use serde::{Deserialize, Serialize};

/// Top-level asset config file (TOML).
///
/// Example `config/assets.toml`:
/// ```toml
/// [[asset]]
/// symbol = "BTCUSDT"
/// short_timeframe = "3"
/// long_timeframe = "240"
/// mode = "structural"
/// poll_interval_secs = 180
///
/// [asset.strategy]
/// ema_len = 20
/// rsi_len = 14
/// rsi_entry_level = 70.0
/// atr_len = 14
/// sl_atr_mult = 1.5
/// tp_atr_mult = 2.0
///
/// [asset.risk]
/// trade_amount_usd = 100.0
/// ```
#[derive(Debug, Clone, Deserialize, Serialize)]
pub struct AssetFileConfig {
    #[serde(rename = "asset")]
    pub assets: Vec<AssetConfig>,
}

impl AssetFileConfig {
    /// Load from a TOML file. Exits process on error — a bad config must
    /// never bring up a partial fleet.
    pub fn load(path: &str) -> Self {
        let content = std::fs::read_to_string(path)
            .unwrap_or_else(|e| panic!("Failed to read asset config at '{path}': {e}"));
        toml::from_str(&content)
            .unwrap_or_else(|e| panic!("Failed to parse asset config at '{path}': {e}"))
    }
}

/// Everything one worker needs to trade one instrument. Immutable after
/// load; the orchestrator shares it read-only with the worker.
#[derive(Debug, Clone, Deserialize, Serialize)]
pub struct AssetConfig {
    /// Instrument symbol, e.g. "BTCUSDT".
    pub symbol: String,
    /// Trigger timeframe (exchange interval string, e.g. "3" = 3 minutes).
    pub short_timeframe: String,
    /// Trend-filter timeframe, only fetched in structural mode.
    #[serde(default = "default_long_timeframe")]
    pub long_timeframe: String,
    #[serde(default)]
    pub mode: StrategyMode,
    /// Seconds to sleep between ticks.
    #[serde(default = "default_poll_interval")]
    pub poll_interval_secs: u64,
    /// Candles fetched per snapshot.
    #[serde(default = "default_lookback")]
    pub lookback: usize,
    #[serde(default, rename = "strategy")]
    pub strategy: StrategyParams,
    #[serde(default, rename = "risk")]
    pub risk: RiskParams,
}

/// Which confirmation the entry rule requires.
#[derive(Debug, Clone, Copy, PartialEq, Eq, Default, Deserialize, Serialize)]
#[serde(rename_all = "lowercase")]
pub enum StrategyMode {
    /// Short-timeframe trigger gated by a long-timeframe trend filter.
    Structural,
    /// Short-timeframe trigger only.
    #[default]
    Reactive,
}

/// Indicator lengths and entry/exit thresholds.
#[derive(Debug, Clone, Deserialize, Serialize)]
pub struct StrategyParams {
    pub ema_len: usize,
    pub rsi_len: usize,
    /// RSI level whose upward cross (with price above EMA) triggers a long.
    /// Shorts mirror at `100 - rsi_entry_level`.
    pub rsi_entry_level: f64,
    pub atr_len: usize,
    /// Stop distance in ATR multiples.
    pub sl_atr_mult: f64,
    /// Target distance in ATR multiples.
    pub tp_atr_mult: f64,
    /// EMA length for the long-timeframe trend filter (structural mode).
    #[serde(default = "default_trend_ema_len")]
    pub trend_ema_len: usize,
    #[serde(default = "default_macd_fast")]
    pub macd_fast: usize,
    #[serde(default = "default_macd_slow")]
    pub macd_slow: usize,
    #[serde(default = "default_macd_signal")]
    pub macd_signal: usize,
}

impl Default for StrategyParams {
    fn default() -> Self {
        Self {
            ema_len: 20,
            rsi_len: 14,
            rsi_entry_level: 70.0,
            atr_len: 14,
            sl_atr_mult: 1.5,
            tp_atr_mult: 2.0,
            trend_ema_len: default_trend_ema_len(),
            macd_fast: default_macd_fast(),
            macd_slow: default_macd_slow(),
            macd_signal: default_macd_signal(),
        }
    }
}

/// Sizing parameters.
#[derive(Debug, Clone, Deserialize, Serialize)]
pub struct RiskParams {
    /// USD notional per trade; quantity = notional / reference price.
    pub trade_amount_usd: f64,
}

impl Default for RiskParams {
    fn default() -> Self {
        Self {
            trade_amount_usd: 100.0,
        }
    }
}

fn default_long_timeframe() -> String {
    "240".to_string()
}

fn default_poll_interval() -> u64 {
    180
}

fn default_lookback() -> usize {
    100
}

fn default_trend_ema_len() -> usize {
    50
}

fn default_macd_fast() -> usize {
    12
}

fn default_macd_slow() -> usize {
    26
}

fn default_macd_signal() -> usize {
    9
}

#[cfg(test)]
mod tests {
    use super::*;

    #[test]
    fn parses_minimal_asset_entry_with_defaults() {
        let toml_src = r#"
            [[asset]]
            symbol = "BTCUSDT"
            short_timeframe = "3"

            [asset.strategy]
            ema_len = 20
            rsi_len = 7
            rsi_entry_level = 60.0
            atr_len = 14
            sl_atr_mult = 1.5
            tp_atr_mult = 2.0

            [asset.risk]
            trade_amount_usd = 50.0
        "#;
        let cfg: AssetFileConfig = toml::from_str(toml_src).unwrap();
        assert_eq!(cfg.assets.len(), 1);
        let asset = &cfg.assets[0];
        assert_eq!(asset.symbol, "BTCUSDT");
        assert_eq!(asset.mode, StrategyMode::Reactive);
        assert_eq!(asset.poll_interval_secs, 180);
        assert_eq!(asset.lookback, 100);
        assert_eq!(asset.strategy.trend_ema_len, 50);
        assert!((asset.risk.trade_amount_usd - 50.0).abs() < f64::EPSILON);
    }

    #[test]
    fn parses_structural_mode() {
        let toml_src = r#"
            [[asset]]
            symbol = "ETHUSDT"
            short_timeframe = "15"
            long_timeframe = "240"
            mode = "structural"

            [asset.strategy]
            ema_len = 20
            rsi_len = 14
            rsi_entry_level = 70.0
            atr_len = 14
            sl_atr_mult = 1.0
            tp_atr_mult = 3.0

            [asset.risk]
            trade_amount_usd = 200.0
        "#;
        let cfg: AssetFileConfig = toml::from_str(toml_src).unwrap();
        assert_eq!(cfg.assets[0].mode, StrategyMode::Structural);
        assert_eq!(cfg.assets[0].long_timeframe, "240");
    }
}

------------------------------------

With the line that contains "assert_eq!(cfg.assets[0].mode, StrategyMode::Structural);" as the first and the final line of the data as the last, repeat every line in that span exactly.

        assert_eq!(cfg.assets[0].mode, StrategyMode::Structural);
        assert_eq!(cfg.assets[0].long_timeframe, "240");
    }
}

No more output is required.